A planthopper, Myndus crudus van Duzee (Homoptera: Cixiidae), had been shown to be the vector of lethal yellowing disease in Florida (Howard et al. 1983). M. crudus was also found to transmit the palm lethal disease responsible for the decline of the Christmas palm Veitchia sp. (Howard et al., 1980). Myndus species has been found to be the vector of foliar decay of coconut in Vanuatu (Julia, 1982). Yet, to date, the vector(s) of the phytoplasma responsible for coconut lethal yellowing-like disease in West Africa is unknown (Philippe, 2007).

Figure 2. (A)Cell wall-less pleomorphic bacteria (B) Putative Vector (C) Diseased Palms

The Ghanaian form of lethal yellowing-like disease (LYD) of coconut is known as the Cape Saint Paul Wilt Disease (CSPWD).

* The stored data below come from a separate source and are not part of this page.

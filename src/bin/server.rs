//! CLI / bootstrap (module H): parses `<port> <self_id> <peer_id>...`,
//! initializes logging, constructs one [`Replica`], and drives its event
//! loop until process exit.
//!
//! This binary performs every bit of I/O in the crate: the consensus core
//! (modules A-F) never reads a clock or touches a socket on its own.

use std::time::Instant;

use anyhow::{Context, Result};
use clap::Parser;
use log::{error, info, warn};

use kvraft::error::CodecError;
use kvraft::message::{self, Body, Envelope, BROADCAST};
use kvraft::replica::Replica;
use kvraft::transport::Transport;

/// A replica in a Raft-based replicated key-value store.
#[derive(Parser, Debug)]
#[command(version, about, long_about = None)]
struct Cli {
    /// Port of the shared transport router this replica's datagrams flow through.
    port: u16,

    /// This replica's own identifier (conventionally a 4-character string).
    self_id: String,

    /// Identifiers of the other replicas making up the static cluster.
    #[arg(required = true, num_args = 1..)]
    peers: Vec<String>,
}

fn main() -> Result<()> {
    env_logger::init();
    let cli = Cli::parse();

    let transport = Transport::bind(cli.port).with_context(|| format!("failed to bind transport on port {}", cli.port))?;

    let mut replica = Replica::new(cli.self_id.clone(), cli.peers.clone());
    info!("[{}] starting with peers {:?}", cli.self_id, cli.peers);

    if let Err(e) = transport.send(&Envelope::new(cli.self_id.clone(), BROADCAST, BROADCAST, Body::Hello)) {
        warn!("[{}] failed to send startup hello: {}", cli.self_id, e);
    }

    run(&mut replica, &transport)
}

fn run(replica: &mut Replica, transport: &Transport) -> Result<()> {
    loop {
        match transport.recv() {
            Ok(Some(bytes)) => handle_datagram(replica, transport, &bytes),
            Ok(None) => {}
            Err(e) => warn!("[{}] transport error: {}", replica.state.id, e),
        }

        for out in replica.tick(Instant::now()) {
            send_or_log(transport, &replica.state.id, &out);
        }
    }
}

fn handle_datagram(replica: &mut Replica, transport: &Transport, bytes: &[u8]) {
    match message::decode(bytes) {
        Ok(envelope) => {
            for out in replica.handle_envelope(Instant::now(), envelope) {
                send_or_log(transport, &replica.state.id, &out);
            }
        }
        Err(CodecError::Malformed(e)) => {
            // Noise on the wire is expected (stray/partial datagrams); the
            // protocol is self-healing, so this is never fatal.
            warn!("[{}] dropping malformed datagram: {}", replica.state.id, e);
        }
        Err(CodecError::UnknownType(ty)) => {
            // An unrecognized type from a configured peer means our wire
            // format has drifted from the cluster's; there's nothing sound
            // left to do but abort. A stray datagram from anything else is
            // just ignored.
            let sender_is_peer = message::peek_src(bytes)
                .map(|src| replica.peers().contains(&src))
                .unwrap_or(false);
            if sender_is_peer {
                error!("[{}] fatal: unrecognized message type {:?} from a peer", replica.state.id, ty);
                std::process::exit(1);
            } else {
                warn!("[{}] ignoring unrecognized message type {:?} from non-peer", replica.state.id, ty);
            }
        }
    }
}

fn send_or_log(transport: &Transport, id: &str, envelope: &Envelope) {
    if let Err(e) = transport.send(envelope) {
        warn!("[{}] failed to send {:?}: {}", id, envelope.body, e);
    }
}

The disease was first recorded in Ghana in 1932 at Cape Saint Paul, Woe, in the Ketu-South district of the Volta Region, hence the local name. The disease is caused by Candidatus phytoplasma palmicola, and transmitted by insects. The symptoms include: pre-mature nut drop with or without yellowing of fronds. This is followed by progressive yellowing or, sometimes browning of the crown from the older fronds at the base of the crown to the younger fronds up crown. Eventually, the whole crown turns yellow, dries up and then falls off, leaving only the stipe standing. In some of them, including the MYD x VTT hybrids, the leaves may take a bronze colouration instead of yellow [7].

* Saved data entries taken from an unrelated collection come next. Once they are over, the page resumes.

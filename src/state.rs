//! Replica state (module B): the durable-but-volatile Raft state owned
//! exclusively by a single replica's event loop.

use std::collections::HashMap;
use std::time::Instant;

use crate::message::{Command, LogEntry};

/// A replica's role is not stored directly; it's implicit from
/// `(leader, voted_for, received_votes)` per the spec's data model. This enum
/// is just the derived view used by the rest of the core.
#[derive(Debug, Clone, Copy, PartialEq, Eq)]
pub enum Role {
    Follower,
    Candidate,
    Leader,
}

/// All per-replica Raft state. Owned and mutated only by the owning event
/// loop; there is exactly one of these per process and no locking around it.
#[derive(Debug)]
pub struct ReplicaState {
    pub id: String,

    pub current_term: u64,
    pub voted_for: Option<String>,
    pub log: Vec<LogEntry>,
    pub commit_index: u64,
    pub last_applied: u64,
    pub state_machine: HashMap<String, String>,

    pub leader: Option<String>,
    pub last_heartbeat: Instant,
    pub election_start: Option<Instant>,
    pub received_votes: u32,

    /// Leader-only. Index of the next entry to send to each peer.
    pub next_index: HashMap<String, u64>,
    /// Leader-only. Highest index known replicated on each peer.
    pub match_index: HashMap<String, u64>,
    /// Leader-only staging buffer coalescing newly accepted PUTs.
    pub unsent_entries: Vec<LogEntry>,
}

impl ReplicaState {
    pub fn new(id: String, now: Instant) -> Self {
        ReplicaState {
            id,
            current_term: 0,
            voted_for: None,
            log: Vec::new(),
            commit_index: 0,
            last_applied: 0,
            state_machine: HashMap::new(),
            leader: None,
            last_heartbeat: now,
            election_start: None,
            received_votes: 0,
            next_index: HashMap::new(),
            match_index: HashMap::new(),
            unsent_entries: Vec::new(),
        }
    }

    pub fn role(&self) -> Role {
        if self.leader.as_deref() == Some(self.id.as_str()) {
            Role::Leader
        } else if self.voted_for.as_deref() == Some(self.id.as_str()) {
            Role::Candidate
        } else {
            Role::Follower
        }
    }

    pub fn is_leader(&self) -> bool {
        self.role() == Role::Leader
    }

    /// The value to put in an outgoing envelope's `leader` field: our belief
    /// of who leads, or the broadcast sentinel when we have no belief.
    pub fn leader_label(&self) -> String {
        self.leader.clone().unwrap_or_else(|| crate::message::BROADCAST.to_string())
    }

    /// Log is dense and 1-based: entry at `index` lives at `log[index - 1]`.
    pub fn last_log_index(&self) -> u64 {
        self.log.len() as u64
    }

    pub fn last_log_term(&self) -> u64 {
        self.log.last().map(|e| e.term).unwrap_or(0)
    }

    pub fn entry_at(&self, index: u64) -> Option<&LogEntry> {
        if index == 0 {
            return None;
        }
        self.log.get((index - 1) as usize)
    }

    pub fn term_at(&self, index: u64) -> Option<u64> {
        self.entry_at(index).map(|e| e.term)
    }

    /// Raft's up-to-date comparison: a candidate's log is at least as
    /// up-to-date as ours if its last term is strictly greater, or equal with
    /// an index at least as high.
    pub fn log_is_at_least_as_up_to_date(&self, candidate_last_term: u64, candidate_last_index: u64) -> bool {
        let my_term = self.last_log_term();
        let my_index = self.last_log_index();
        candidate_last_term > my_term || (candidate_last_term == my_term && candidate_last_index >= my_index)
    }

    /// Apply every committed-but-unapplied entry to the state machine, in order.
    pub fn apply_committed(&mut self) {
        while self.last_applied < self.commit_index {
            let next = self.last_applied + 1;
            if let Some(entry) = self.entry_at(next) {
                if let Command::Put { key, value } = &entry.command {
                    self.state_machine.insert(key.clone(), value.clone());
                }
            }
            self.last_applied = next;
        }
    }

    /// Reset all election-candidacy bookkeeping (used on stepping down,
    /// ascending to leader, or adopting a newer term).
    pub fn clear_election_state(&mut self) {
        self.voted_for = None;
        self.election_start = None;
        self.received_votes = 0;
    }

    /// Adopt a higher term observed on the wire, per the all-servers rule:
    /// reset to follower and clear vote/candidacy bookkeeping.
    pub fn adopt_term(&mut self, term: u64) {
        debug_assert!(term >= self.current_term);
        self.current_term = term;
        self.leader = None;
        self.clear_election_state();
    }

    /// True if any log entry past `commit_index` is a `Put` for `key`
    /// (module F's uncommitted-tail scan on GET).
    pub fn has_uncommitted_put(&self, key: &str) -> bool {
        self.log[(self.commit_index as usize)..]
            .iter()
            .any(|e| matches!(&e.command, Command::Put { key: k, .. } if k == key))
    }
}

The history, occurrence, and epidemiology of the disease in Ghana have widely been reported by Addison (1974, 1978), Ofori and Nkansah-Poku (1995), and Dery et al. (1999). Attempts by Researchers to find a cure to the disease have been going on for decades. For instance, in 1942, investigations into the nature, causes and control of the disease, was initiated by the Crops Research Institute (CRI) of Ghana. But there was no breakthrough at that time (Chona and Andoh, 1970).

There still no cure for the disease presently. Limited prevention is achieved through breeding coconut germplasms for CSPWD-resistance/tolerance and by the adoption of farm hygiene. Control of disease spread is by felling of diseased palms, immediately upon confirmation of visual diagnosis by Polymerase Chain-Reaction (PCR) assay [3].

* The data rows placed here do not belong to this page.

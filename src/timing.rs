//! Timing driver (module C): randomized election/heartbeat timers.
//!
//! Randomization must be per-replica and independent, or symmetric timers
//! deadlock the cluster (every replica would time out simultaneously and
//! split the vote forever). Each deadline is redrawn every time the timer it
//! gates is reset, not fixed once at startup, matching canonical Raft's
//! anti-livelock rationale.

use std::time::Duration;

use rand::Rng;

/// How often a leader re-asserts itself with a heartbeat.
pub const HEARTBEAT_PERIOD: Duration = Duration::from_millis(150);

const ELECTION_DEADLINE_MIN_MS: u64 = 500;
const ELECTION_DEADLINE_MAX_MS: u64 = 1500;
const CANDIDATE_DEADLINE_MIN_MS: u64 = 400;
const CANDIDATE_DEADLINE_MAX_MS: u64 = 600;

fn random_duration(min_ms: u64, max_ms: u64) -> Duration {
    Duration::from_millis(rand::thread_rng().gen_range(min_ms..=max_ms))
}

/// The two randomized deadlines that gate a replica's election behavior.
/// Kept apart from [`crate::state::ReplicaState`] because they're a timing
/// implementation detail, not part of the spec's documented Raft state.
#[derive(Debug, Clone, Copy)]
pub struct TimingState {
    pub election_deadline: Duration,
    pub candidate_deadline: Duration,
}

impl Default for TimingState {
    fn default() -> Self {
        TimingState {
            election_deadline: random_duration(ELECTION_DEADLINE_MIN_MS, ELECTION_DEADLINE_MAX_MS),
            candidate_deadline: random_duration(CANDIDATE_DEADLINE_MIN_MS, CANDIDATE_DEADLINE_MAX_MS),
        }
    }
}

impl TimingState {
    pub fn new() -> Self {
        Self::default()
    }

    /// Redraw the election deadline. Call whenever `last_heartbeat` resets
    /// (a heartbeat/append_entries arrives, a vote is granted, or this
    /// replica becomes leader).
    pub fn reroll_election_deadline(&mut self) {
        self.election_deadline = random_duration(ELECTION_DEADLINE_MIN_MS, ELECTION_DEADLINE_MAX_MS);
    }

    /// Redraw the candidate deadline. Call whenever `election_start` resets
    /// (a new candidacy begins or an existing one is restarted).
    pub fn reroll_candidate_deadline(&mut self) {
        self.candidate_deadline = random_duration(CANDIDATE_DEADLINE_MIN_MS, CANDIDATE_DEADLINE_MAX_MS);
    }
}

Several thousands of hectares (about 12 000 Ha) of coconut plantings in the main coconut producing regions namely, Western, Central, and Volta Regions have been devastated by the disease, and it is still spreading [7]. Between April 1999 and the end of 2004, 1,300 hectares of Malayan Yellow Dwarf × Vanuatu Tall (MYD x VTT) hybrids coconuts on 1,012 farms were planted in the Central (360 ha) and Western (940 ha) regions as part of a project assigned to the Coconut Sector Development Project (CSDP) with funding from Agence Française pour le Développement (AFD). The MYD × VTT hybrid had been recommended for the replanting (rehabilitation of CSPWD-devastated coconut plantations) project because of its good agronomic performance and assumed resistance to CSPWD. It subsequently proved susceptible to the disease.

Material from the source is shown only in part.